Task prompt >>
Could you copy each line of the listing below that has the word "calamine"?

Segment Start: Given entries

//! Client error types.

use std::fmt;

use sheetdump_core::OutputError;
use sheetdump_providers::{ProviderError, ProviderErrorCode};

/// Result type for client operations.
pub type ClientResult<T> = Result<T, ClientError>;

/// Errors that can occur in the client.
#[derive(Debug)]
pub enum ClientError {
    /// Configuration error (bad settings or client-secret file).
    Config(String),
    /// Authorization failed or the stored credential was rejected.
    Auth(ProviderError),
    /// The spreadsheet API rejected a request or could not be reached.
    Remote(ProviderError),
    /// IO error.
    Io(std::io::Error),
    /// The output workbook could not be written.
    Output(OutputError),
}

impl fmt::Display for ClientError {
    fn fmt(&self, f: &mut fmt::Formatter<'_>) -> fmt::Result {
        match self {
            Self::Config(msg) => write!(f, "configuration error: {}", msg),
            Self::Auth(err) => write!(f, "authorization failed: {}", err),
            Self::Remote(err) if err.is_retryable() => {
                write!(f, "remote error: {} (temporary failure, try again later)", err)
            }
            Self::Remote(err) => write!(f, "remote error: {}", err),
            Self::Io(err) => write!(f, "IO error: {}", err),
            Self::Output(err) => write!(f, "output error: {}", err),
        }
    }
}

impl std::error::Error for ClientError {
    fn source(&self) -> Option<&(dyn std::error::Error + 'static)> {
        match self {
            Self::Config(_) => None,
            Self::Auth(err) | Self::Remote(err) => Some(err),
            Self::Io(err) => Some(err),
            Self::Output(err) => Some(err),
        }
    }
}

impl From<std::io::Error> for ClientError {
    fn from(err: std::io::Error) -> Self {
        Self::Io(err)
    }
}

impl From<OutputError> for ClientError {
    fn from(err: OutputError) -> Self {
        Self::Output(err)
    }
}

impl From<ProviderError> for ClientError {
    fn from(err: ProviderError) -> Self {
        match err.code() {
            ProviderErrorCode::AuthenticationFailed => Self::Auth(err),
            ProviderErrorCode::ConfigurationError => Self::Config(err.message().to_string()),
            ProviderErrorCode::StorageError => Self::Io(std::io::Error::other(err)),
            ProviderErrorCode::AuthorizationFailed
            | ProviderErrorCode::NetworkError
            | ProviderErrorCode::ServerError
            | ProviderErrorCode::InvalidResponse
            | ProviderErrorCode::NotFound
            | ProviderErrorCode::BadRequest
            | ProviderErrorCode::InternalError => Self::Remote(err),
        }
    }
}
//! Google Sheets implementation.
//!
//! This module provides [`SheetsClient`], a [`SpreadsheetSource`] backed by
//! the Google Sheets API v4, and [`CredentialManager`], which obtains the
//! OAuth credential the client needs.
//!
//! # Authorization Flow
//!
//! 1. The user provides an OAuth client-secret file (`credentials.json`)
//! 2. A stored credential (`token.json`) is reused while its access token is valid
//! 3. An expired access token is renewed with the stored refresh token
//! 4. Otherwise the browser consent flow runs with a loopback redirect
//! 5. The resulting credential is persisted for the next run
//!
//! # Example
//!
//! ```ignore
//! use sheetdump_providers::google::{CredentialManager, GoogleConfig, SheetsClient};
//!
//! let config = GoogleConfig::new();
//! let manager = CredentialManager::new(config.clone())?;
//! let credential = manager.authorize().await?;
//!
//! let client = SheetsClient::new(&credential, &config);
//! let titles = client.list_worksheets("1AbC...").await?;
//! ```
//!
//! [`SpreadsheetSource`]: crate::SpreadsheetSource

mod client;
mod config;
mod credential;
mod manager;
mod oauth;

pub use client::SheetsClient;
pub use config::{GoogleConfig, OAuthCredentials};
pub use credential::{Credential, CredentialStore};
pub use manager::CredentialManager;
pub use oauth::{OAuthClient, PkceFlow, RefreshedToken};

Segment End: Given entries
Segment Start: Given entries

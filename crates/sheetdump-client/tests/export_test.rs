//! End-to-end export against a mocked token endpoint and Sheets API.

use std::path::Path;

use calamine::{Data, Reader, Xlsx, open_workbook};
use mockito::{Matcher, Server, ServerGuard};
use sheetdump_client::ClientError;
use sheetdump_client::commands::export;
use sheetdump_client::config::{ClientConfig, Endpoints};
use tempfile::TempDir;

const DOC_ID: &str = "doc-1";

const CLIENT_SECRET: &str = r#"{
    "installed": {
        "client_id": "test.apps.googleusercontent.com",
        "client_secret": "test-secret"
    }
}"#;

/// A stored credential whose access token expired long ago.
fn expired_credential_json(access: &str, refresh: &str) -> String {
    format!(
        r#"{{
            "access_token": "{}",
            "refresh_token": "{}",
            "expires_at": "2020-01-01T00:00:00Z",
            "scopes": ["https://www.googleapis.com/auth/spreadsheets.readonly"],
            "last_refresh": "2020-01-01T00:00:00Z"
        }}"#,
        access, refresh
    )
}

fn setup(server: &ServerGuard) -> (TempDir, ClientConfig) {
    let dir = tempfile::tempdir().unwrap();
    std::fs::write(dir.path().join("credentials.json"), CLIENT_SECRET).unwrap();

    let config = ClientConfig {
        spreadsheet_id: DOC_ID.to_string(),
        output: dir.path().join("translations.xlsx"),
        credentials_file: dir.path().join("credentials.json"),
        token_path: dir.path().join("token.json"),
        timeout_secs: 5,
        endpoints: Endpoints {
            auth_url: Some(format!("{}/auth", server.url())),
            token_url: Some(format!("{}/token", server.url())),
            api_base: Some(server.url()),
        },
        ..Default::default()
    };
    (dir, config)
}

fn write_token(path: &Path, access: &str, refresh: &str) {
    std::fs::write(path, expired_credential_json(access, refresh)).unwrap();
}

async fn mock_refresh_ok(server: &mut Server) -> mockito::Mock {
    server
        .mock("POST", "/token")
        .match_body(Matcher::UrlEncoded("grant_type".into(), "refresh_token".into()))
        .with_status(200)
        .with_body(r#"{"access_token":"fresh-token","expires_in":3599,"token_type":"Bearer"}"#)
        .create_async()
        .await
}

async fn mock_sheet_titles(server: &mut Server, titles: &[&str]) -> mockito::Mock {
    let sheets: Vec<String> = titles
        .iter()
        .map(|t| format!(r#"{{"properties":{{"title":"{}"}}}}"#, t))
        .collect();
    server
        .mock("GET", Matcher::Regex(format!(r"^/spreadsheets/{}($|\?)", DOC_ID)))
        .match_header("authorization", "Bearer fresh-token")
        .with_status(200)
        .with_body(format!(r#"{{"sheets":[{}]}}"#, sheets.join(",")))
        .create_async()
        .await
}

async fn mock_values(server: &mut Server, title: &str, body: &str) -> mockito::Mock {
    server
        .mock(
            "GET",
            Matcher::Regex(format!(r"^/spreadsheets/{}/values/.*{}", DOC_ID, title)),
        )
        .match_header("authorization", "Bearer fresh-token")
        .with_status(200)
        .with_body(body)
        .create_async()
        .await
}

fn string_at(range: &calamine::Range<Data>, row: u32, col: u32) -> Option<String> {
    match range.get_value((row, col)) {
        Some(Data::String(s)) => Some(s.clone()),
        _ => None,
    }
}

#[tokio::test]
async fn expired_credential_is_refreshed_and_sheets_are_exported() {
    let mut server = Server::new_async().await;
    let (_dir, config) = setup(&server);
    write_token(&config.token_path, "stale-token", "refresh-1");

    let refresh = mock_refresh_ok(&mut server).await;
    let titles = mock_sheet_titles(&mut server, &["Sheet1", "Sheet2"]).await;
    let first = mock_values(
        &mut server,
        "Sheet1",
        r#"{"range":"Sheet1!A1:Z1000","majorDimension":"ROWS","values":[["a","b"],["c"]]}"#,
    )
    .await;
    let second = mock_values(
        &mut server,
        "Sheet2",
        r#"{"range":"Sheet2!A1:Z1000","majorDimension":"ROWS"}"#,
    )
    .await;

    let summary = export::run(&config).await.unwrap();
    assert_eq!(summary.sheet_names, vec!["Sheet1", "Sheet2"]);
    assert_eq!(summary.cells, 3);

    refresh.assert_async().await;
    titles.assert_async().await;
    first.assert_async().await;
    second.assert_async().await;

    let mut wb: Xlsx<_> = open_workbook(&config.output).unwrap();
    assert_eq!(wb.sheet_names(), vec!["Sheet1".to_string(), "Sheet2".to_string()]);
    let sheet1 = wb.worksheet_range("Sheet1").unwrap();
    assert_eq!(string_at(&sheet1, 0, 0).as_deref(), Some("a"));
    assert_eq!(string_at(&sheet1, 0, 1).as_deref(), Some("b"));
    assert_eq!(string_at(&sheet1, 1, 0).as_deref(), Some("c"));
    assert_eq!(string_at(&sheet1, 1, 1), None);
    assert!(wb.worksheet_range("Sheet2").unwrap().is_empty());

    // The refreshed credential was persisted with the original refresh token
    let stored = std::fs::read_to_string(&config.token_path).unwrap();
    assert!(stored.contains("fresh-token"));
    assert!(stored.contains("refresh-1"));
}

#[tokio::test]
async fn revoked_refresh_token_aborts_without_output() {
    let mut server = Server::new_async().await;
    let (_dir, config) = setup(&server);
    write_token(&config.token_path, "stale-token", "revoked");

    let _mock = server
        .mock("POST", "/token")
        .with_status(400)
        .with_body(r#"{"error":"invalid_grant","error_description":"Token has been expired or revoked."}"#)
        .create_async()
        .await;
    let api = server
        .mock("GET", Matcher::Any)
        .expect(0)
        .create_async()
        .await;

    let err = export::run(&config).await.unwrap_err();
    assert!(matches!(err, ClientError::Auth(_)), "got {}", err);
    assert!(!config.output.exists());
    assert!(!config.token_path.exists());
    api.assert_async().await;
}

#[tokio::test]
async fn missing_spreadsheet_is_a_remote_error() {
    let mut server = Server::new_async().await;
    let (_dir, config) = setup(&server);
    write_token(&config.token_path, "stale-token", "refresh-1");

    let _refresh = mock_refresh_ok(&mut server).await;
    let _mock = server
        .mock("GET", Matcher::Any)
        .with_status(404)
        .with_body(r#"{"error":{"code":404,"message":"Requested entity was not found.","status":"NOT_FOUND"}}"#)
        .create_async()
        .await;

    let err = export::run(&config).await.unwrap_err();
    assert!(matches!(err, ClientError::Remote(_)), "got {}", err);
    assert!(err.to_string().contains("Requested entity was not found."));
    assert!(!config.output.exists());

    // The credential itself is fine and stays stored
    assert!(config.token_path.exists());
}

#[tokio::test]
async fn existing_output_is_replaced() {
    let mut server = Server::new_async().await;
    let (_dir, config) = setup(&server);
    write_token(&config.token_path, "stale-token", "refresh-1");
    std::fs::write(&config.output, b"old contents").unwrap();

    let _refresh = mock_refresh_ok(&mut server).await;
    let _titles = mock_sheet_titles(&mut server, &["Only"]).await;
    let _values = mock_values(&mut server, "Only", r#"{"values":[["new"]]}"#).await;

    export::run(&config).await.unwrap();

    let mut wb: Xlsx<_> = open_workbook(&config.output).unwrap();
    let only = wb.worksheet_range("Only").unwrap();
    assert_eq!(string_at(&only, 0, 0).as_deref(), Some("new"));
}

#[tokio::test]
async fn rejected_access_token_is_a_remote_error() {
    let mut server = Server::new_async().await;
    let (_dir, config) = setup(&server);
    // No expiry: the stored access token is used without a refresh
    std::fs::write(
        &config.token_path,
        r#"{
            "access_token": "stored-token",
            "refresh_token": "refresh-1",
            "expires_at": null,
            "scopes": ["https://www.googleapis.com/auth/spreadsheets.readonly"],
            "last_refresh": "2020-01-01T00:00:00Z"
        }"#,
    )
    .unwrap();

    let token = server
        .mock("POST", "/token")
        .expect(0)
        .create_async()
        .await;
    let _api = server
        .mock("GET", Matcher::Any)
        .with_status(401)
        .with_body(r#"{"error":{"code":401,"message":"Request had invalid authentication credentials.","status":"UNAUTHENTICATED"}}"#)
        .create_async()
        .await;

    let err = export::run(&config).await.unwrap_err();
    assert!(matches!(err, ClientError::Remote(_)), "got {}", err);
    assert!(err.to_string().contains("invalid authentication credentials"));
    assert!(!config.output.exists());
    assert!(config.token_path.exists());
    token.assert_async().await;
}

Segment End: Given entries
Segment Start: Given entries

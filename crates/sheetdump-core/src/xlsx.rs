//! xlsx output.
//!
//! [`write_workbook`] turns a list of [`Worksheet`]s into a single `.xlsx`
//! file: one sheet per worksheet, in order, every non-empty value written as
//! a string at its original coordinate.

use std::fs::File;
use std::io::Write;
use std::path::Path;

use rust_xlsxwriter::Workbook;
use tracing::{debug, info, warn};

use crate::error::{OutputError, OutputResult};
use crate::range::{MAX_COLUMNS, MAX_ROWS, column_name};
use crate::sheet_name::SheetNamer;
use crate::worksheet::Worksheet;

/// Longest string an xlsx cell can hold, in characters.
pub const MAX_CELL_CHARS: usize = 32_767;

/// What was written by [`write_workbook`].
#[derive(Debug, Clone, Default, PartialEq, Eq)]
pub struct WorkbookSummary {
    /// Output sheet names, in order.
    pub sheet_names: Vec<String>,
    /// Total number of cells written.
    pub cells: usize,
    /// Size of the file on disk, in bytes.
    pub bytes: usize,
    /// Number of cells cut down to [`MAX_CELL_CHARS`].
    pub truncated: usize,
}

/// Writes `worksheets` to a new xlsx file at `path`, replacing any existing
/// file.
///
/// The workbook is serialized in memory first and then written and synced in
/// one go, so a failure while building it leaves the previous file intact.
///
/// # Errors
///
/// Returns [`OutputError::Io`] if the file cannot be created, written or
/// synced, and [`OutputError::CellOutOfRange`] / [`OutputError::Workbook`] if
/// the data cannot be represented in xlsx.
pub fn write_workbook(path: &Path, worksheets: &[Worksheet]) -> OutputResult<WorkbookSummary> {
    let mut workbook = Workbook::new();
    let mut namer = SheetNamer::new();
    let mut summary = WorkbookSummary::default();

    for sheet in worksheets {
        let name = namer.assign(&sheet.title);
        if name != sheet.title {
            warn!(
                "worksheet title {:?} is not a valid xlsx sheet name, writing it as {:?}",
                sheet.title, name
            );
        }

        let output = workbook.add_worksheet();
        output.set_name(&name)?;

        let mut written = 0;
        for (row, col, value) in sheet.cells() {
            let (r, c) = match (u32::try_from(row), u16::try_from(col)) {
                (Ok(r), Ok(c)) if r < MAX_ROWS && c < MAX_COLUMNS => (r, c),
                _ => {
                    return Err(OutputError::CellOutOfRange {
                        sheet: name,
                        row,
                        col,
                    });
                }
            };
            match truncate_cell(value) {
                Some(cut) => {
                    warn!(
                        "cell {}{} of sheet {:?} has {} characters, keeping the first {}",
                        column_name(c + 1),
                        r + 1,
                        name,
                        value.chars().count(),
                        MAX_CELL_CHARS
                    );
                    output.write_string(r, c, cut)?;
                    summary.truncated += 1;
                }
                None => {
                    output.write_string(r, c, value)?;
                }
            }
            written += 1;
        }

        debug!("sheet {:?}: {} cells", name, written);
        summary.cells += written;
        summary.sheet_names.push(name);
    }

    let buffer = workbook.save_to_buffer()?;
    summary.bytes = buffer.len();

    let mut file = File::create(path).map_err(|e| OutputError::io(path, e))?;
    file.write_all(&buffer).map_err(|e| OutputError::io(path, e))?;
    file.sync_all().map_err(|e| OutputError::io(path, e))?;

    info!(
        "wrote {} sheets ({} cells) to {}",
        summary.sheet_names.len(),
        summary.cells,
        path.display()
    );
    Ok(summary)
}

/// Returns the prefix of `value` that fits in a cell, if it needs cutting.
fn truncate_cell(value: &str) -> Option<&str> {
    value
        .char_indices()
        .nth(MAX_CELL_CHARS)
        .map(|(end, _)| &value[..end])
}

Segment End: Given entries

Written solution >>
use calamine::{Data, Reader, Xlsx, open_workbook};
fn string_at(range: &calamine::Range<Data>, row: u32, col: u32) -> Option<String> {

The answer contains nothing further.